日本人・日系人の団体は若い世代を育てることがひとつの任務である。幼少年期に日本語学習と文化の伝承を行い、成人となって社会構成のシステムを自然な形で教え込むことで、未来の担い手を育てていく。
筆者も日本人会で日本語を学習し、成人を迎え、一時期海外へ出て、そしてサンタクルスに戻り、現在は団体活動に携わっている。現在の若い世代を見て、自分にもそのような時代があったと感嘆する。
21歳を境として、大人の世界へと導く役割を果たしてきたサンタクルス中央日本人会の成人式を振り返ってみたい。
サンタクルス中央日本人会において、記録に残る初めての成人式は1972年に挙行されている。以後、37年に渡る現在まで恒例行事として毎年開催されている。日本では4月に年度を開始するので、成人を迎える者もその通りに決められるが、当地では1月1日から12月31日までの間に21歳を迎える者を成人対象としている。

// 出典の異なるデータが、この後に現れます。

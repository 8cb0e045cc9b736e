#![allow(dead_code)]

use chrono::NaiveDate;
use sea_orm::{
    ActiveValue::{NotSet, Set},
    ConnectionTrait, Database, DatabaseConnection, DbBackend, EntityTrait, Schema,
};

use triplecourt_core::entity::{news, news_teams, teams, tournaments, venues};

/// Fresh in-memory sqlite database with the portal schema created from the
/// entity definitions.
pub async fn setup_db() -> DatabaseConnection {
    let db = Database::connect("sqlite::memory:")
        .await
        .expect("failed to connect to sqlite");

    let schema = Schema::new(DbBackend::Sqlite);
    let backend = db.get_database_backend();
    let stmts = vec![
        schema.create_table_from_entity(tournaments::Entity),
        schema.create_table_from_entity(teams::Entity),
        schema.create_table_from_entity(news::Entity),
        schema.create_table_from_entity(news_teams::Entity),
        schema.create_table_from_entity(venues::Entity),
    ];

    for stmt in stmts {
        db.execute(backend.build(&stmt))
            .await
            .expect("failed to create table");
    }

    db
}

pub fn date(year: i32, month: u32, day: u32) -> NaiveDate {
    NaiveDate::from_ymd_opt(year, month, day).expect("invalid fixture date")
}

pub async fn insert_event(
    db: &DatabaseConnection,
    id: i32,
    name: &str,
    location: &str,
    start: NaiveDate,
    status: Option<&str>,
) {
    tournaments::Entity::insert(tournaments::ActiveModel {
        id: Set(id),
        name: Set(name.to_string()),
        description: NotSet,
        location: Set(location.to_string()),
        country: NotSet,
        date: Set(start),
        end_date: NotSet,
        status: Set(status.map(str::to_string)),
        image: NotSet,
        website_url: NotSet,
        x_account: NotSet,
        instagram_account: NotSet,
        tiktok_account: NotSet,
        participant_team_ids: NotSet,
        updated_at: NotSet,
    })
    .exec(db)
    .await
    .expect("failed to insert event");
}

pub async fn insert_team(
    db: &DatabaseConnection,
    id: i32,
    name: &str,
    location: &str,
    category: Option<&str>,
) {
    teams::Entity::insert(teams::ActiveModel {
        id: Set(id),
        name: Set(name.to_string()),
        location: Set(location.to_string()),
        category: Set(category.map(str::to_string)),
        image: NotSet,
        website_url: NotSet,
        x_account: NotSet,
        instagram_account: NotSet,
        tiktok_account: NotSet,
        updated_at: NotSet,
    })
    .exec(db)
    .await
    .expect("failed to insert team");
}

pub async fn insert_article(
    db: &DatabaseConnection,
    id: i32,
    title: &str,
    summary: Option<&str>,
    published: NaiveDate,
) {
    news::Entity::insert(news::ActiveModel {
        id: Set(id),
        title: Set(title.to_string()),
        summary: Set(summary.map(str::to_string)),
        source_url: NotSet,
        image: NotSet,
        date: Set(published),
        updated_at: NotSet,
    })
    .exec(db)
    .await
    .expect("failed to insert article");
}

pub async fn link_article_team(
    db: &DatabaseConnection,
    id: i32,
    news_id: i32,
    team_id: i32,
    team_name: &str,
    position: i32,
) {
    news_teams::Entity::insert(news_teams::ActiveModel {
        id: Set(id),
        news_id: Set(news_id),
        team_id: Set(team_id),
        team_name: Set(team_name.to_string()),
        position: Set(position),
    })
    .exec(db)
    .await
    .expect("failed to link article to team");
}

pub async fn insert_venue(db: &DatabaseConnection, id: i32, name: &str, region: &str) {
    venues::Entity::insert(venues::ActiveModel {
        id: Set(id),
        name: Set(name.to_string()),
        region: Set(region.to_string()),
        map_url: NotSet,
        updated_at: NotSet,
    })
    .exec(db)
    .await
    .expect("failed to insert venue");
}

平均すると毎年10人から15人が成人式を迎えており、男女の割合はほぼ同等である。ただし年によっては成人者が一ケタ台であったり、男女の差が大きかったりする。成人者の出席率は初期のころは100%であったが、年とともに留学、就労などの理由で出席できない成人者がいるものの、近年は8割は出席している。